> _ACTIVITY_
All the data beneath this line is to be reproduced exactly.

[GIVEN DATA — start]

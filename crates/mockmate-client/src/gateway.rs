//! The API gateway: the single choke point for backend traffic.

use std::sync::Arc;

use reqwest::Method;
use serde::Serialize;
use serde::de::DeserializeOwned;
use serde_json::Value;

use crate::api::{AdminApi, AuthApi, BehavioralApi, CodingApi, InterviewsApi, QuestionsApi};
use crate::config::ClientConfig;
use crate::error::{ApiError, ApiResult};
use crate::middleware::{self, Layered};
use crate::navigation::Navigator;
use crate::query::QueryParams;
use crate::token::TokenStore;
use crate::transport::{ApiRequest, FilePart, ReqwestTransport, Transport};

/// Typed client for the Mock-Mate backend.
///
/// Owns its configuration, the credential store and the login-redirect
/// callback. Every call runs through the policy stack from
/// [`crate::middleware::layer`]; there is no way to issue a request that
/// skips it. Cloning is cheap and clones share the same store.
#[derive(Clone)]
pub struct ApiGateway {
    transport: Arc<dyn Transport>,
    tokens: Arc<dyn TokenStore>,
    base_url: String,
}

impl ApiGateway {
    /// Builds a gateway over a reqwest transport.
    pub fn new(
        config: &ClientConfig,
        tokens: Arc<dyn TokenStore>,
        navigator: Arc<dyn Navigator>,
    ) -> ApiResult<Self> {
        let base = ReqwestTransport::new(config)?;
        Ok(Self::with_transport(
            base,
            config.base_url.clone(),
            tokens,
            navigator,
        ))
    }

    /// Builds a gateway over any base transport. The gateway policies are
    /// layered on top of `base`.
    pub fn with_transport<T: Transport + 'static>(
        base: T,
        base_url: impl Into<String>,
        tokens: Arc<dyn TokenStore>,
        navigator: Arc<dyn Navigator>,
    ) -> Self {
        let stack: Layered<T> = middleware::layer(base, Arc::clone(&tokens), navigator);
        Self {
            transport: Arc::new(stack),
            tokens,
            base_url: base_url.into(),
        }
    }

    pub fn base_url(&self) -> &str {
        &self.base_url
    }

    pub fn is_authenticated(&self) -> bool {
        self.tokens.get().is_some()
    }

    /// Issues `method base_url+path[?query]` and decodes the body as JSON.
    ///
    /// An empty 2xx body decodes to `Value::Null`.
    pub async fn request(
        &self,
        method: Method,
        path: &str,
        body: Option<&Value>,
        query: Option<&QueryParams>,
    ) -> ApiResult<Value> {
        let full_path = match query {
            Some(query) => query.append_to(path),
            None => path.to_string(),
        };
        let mut request = ApiRequest::new(method, full_path);
        if let Some(body) = body {
            request = request.json(body.clone());
        }
        self.dispatch(request).await
    }

    /// `GET` decoded into `T`.
    pub async fn get<T: DeserializeOwned>(
        &self,
        path: &str,
        query: Option<&QueryParams>,
    ) -> ApiResult<T> {
        let value = self.request(Method::GET, path, None, query).await?;
        decode_as(value)
    }

    /// Sends `body` as JSON and decodes the response into `T`.
    pub async fn send_json<B, T>(&self, method: Method, path: &str, body: &B) -> ApiResult<T>
    where
        B: Serialize + ?Sized,
        T: DeserializeOwned,
    {
        let body = serde_json::to_value(body)
            .map_err(|err| ApiError::config(format!("Failed to encode request body: {err}")))?;
        let value = self.request(method, path, Some(&body), None).await?;
        decode_as(value)
    }

    /// Sends a bodiless request and decodes the response into `T`.
    pub async fn call<T: DeserializeOwned>(&self, method: Method, path: &str) -> ApiResult<T> {
        let value = self.request(method, path, None, None).await?;
        decode_as(value)
    }

    /// Multipart `POST` of a single file.
    pub async fn upload<T: DeserializeOwned>(&self, path: &str, file: FilePart) -> ApiResult<T> {
        let request = ApiRequest::new(Method::POST, path).multipart(file);
        let value = self.dispatch(request).await?;
        decode_as(value)
    }

    pub fn auth(&self) -> AuthApi<'_> {
        AuthApi::new(self)
    }

    pub fn interviews(&self) -> InterviewsApi<'_> {
        InterviewsApi::new(self)
    }

    pub fn questions(&self) -> QuestionsApi<'_> {
        QuestionsApi::new(self)
    }

    pub fn coding(&self) -> CodingApi<'_> {
        CodingApi::new(self)
    }

    pub fn behavioral(&self) -> BehavioralApi<'_> {
        BehavioralApi::new(self)
    }

    pub fn admin(&self) -> AdminApi<'_> {
        AdminApi::new(self)
    }

    pub(crate) fn store_token(&self, token: &str) -> ApiResult<()> {
        self.tokens.set(token).map_err(|err| ApiError::storage(&err))
    }

    pub(crate) fn clear_token(&self) -> ApiResult<bool> {
        self.tokens.clear().map_err(|err| ApiError::storage(&err))
    }

    async fn dispatch(&self, request: ApiRequest) -> ApiResult<Value> {
        tracing::debug!(method = %request.method, path = %request.path, "Mock-Mate API request");
        let response = self.transport.send(request).await?;
        decode_body(&response.body)
    }
}

impl std::fmt::Debug for ApiGateway {
    fn fmt(&self, f: &mut std::fmt::Formatter<'_>) -> std::fmt::Result {
        f.debug_struct("ApiGateway")
            .field("base_url", &self.base_url)
            .field("authenticated", &self.is_authenticated())
            .finish_non_exhaustive()
    }
}

fn decode_body(body: &[u8]) -> ApiResult<Value> {
    if body.iter().all(u8::is_ascii_whitespace) {
        return Ok(Value::Null);
    }
    serde_json::from_slice(body).map_err(|err| {
        let preview: String = String::from_utf8_lossy(body).chars().take(200).collect();
        ApiError::decode(format!("Response is not valid JSON: {err}")).with_details(preview)
    })
}

fn decode_as<T: DeserializeOwned>(value: Value) -> ApiResult<T> {
    serde_json::from_value(value)
        .map_err(|err| ApiError::decode(format!("Unexpected response shape: {err}")))
}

[GIVEN DATA — finish]

> _WRITTEN ANSWER_
filename crates/mockmate-client/src/gateway.rs
//! The API gateway: the single choke point for backend traffic.

use std::sync::Arc;

use reqwest::Method;
use serde::Serialize;
use serde::de::DeserializeOwned;
use serde_json::Value;

use crate::api::{AdminApi, AuthApi, BehavioralApi, CodingApi, InterviewsApi, QuestionsApi};
use crate::config::ClientConfig;
use crate::error::{ApiError, ApiResult};
use crate::middleware::{self, Layered};
use crate::navigation::Navigator;
use crate::query::QueryParams;
use crate::token::TokenStore;
use crate::transport::{ApiRequest, FilePart, ReqwestTransport, Transport};

/// Typed client for the Mock-Mate backend.
///
/// Owns its configuration, the credential store and the login-redirect
/// callback. Every call runs through the policy stack from
/// [`crate::middleware::layer`]; there is no way to issue a request that
/// skips it. Cloning is cheap and clones share the same store.
#[derive(Clone)]
pub struct ApiGateway {
    transport: Arc<dyn Transport>,
    tokens: Arc<dyn TokenStore>,
    base_url: String,
}

impl ApiGateway {
    /// Builds a gateway over a reqwest transport.
    pub fn new(
        config: &ClientConfig,
        tokens: Arc<dyn TokenStore>,
        navigator: Arc<dyn Navigator>,
    ) -> ApiResult<Self> {
        let base = ReqwestTransport::new(config)?;
        Ok(Self::with_transport(
            base,
            config.base_url.clone(),
            tokens,
            navigator,
        ))
    }

    /// Builds a gateway over any base transport. The gateway policies are
    /// layered on top of `base`.
    pub fn with_transport<T: Transport + 'static>(
        base: T,
        base_url: impl Into<String>,
        tokens: Arc<dyn TokenStore>,
        navigator: Arc<dyn Navigator>,
    ) -> Self {
        let stack: Layered<T> = middleware::layer(base, Arc::clone(&tokens), navigator);
        Self {
            transport: Arc::new(stack),
            tokens,
            base_url: base_url.into(),
        }
    }

    pub fn base_url(&self) -> &str {
        &self.base_url
    }

    pub fn is_authenticated(&self) -> bool {
        self.tokens.get().is_some()
    }

    /// Issues `method base_url+path[?query]` and decodes the body as JSON.
    ///
    /// An empty 2xx body decodes to `Value::Null`.
    pub async fn request(
        &self,
        method: Method,
        path: &str,
        body: Option<&Value>,
        query: Option<&QueryParams>,
    ) -> ApiResult<Value> {
        let full_path = match query {
            Some(query) => query.append_to(path),
            None => path.to_string(),
        };
        let mut request = ApiRequest::new(method, full_path);
        if let Some(body) = body {
            request = request.json(body.clone());
        }
        self.dispatch(request).await
    }

    /// `GET` decoded into `T`.
    pub async fn get<T: DeserializeOwned>(
        &self,
        path: &str,
        query: Option<&QueryParams>,
    ) -> ApiResult<T> {
        let value = self.request(Method::GET, path, None, query).await?;
        decode_as(value)
    }

    /// Sends `body` as JSON and decodes the response into `T`.
    pub async fn send_json<B, T>(&self, method: Method, path: &str, body: &B) -> ApiResult<T>
    where
        B: Serialize + ?Sized,
        T: DeserializeOwned,
    {
        let body = serde_json::to_value(body)
            .map_err(|err| ApiError::config(format!("Failed to encode request body: {err}")))?;
        let value = self.request(method, path, Some(&body), None).await?;
        decode_as(value)
    }

    /// Sends a bodiless request and decodes the response into `T`.
    pub async fn call<T: DeserializeOwned>(&self, method: Method, path: &str) -> ApiResult<T> {
        let value = self.request(method, path, None, None).await?;
        decode_as(value)
    }

    /// Multipart `POST` of a single file.
    pub async fn upload<T: DeserializeOwned>(&self, path: &str, file: FilePart) -> ApiResult<T> {
        let request = ApiRequest::new(Method::POST, path).multipart(file);
        let value = self.dispatch(request).await?;
        decode_as(value)
    }

    pub fn auth(&self) -> AuthApi<'_> {
        AuthApi::new(self)
    }

    pub fn interviews(&self) -> InterviewsApi<'_> {
        InterviewsApi::new(self)
    }

    pub fn questions(&self) -> QuestionsApi<'_> {
        QuestionsApi::new(self)
    }

    pub fn coding(&self) -> CodingApi<'_> {
        CodingApi::new(self)
    }

    pub fn behavioral(&self) -> BehavioralApi<'_> {
        BehavioralApi::new(self)
    }

    pub fn admin(&self) -> AdminApi<'_> {
        AdminApi::new(self)
    }

    pub(crate) fn store_token(&self, token: &str) -> ApiResult<()> {
        self.tokens.set(token).map_err(|err| ApiError::storage(&err))
    }

    pub(crate) fn clear_token(&self) -> ApiResult<bool> {
        self.tokens.clear().map_err(|err| ApiError::storage(&err))
    }

    async fn dispatch(&self, request: ApiRequest) -> ApiResult<Value> {
        tracing::debug!(method = %request.method, path = %request.path, "Mock-Mate API request");
        let response = self.transport.send(request).await?;
        decode_body(&response.body)
    }
}

impl std::fmt::Debug for ApiGateway {
    fn fmt(&self, f: &mut std::fmt::Formatter<'_>) -> std::fmt::Result {
        f.debug_struct("ApiGateway")
            .field("base_url", &self.base_url)
            .field("authenticated", &self.is_authenticated())
            .finish_non_exhaustive()
    }
}

fn decode_body(body: &[u8]) -> ApiResult<Value> {
    if body.iter().all(u8::is_ascii_whitespace) {
        return Ok(Value::Null);
    }
    serde_json::from_slice(body).map_err(|err| {
        let preview: String = String::from_utf8_lossy(body).chars().take(200).collect();
        ApiError::decode(format!("Response is not valid JSON: {err}")).with_details(preview)
    })
}

fn decode_as<T: DeserializeOwned>(value: Value) -> ApiResult<T> {
    serde_json::from_value(value)
        .map_err(|err| ApiError::decode(format!("Unexpected response shape: {err}")))
}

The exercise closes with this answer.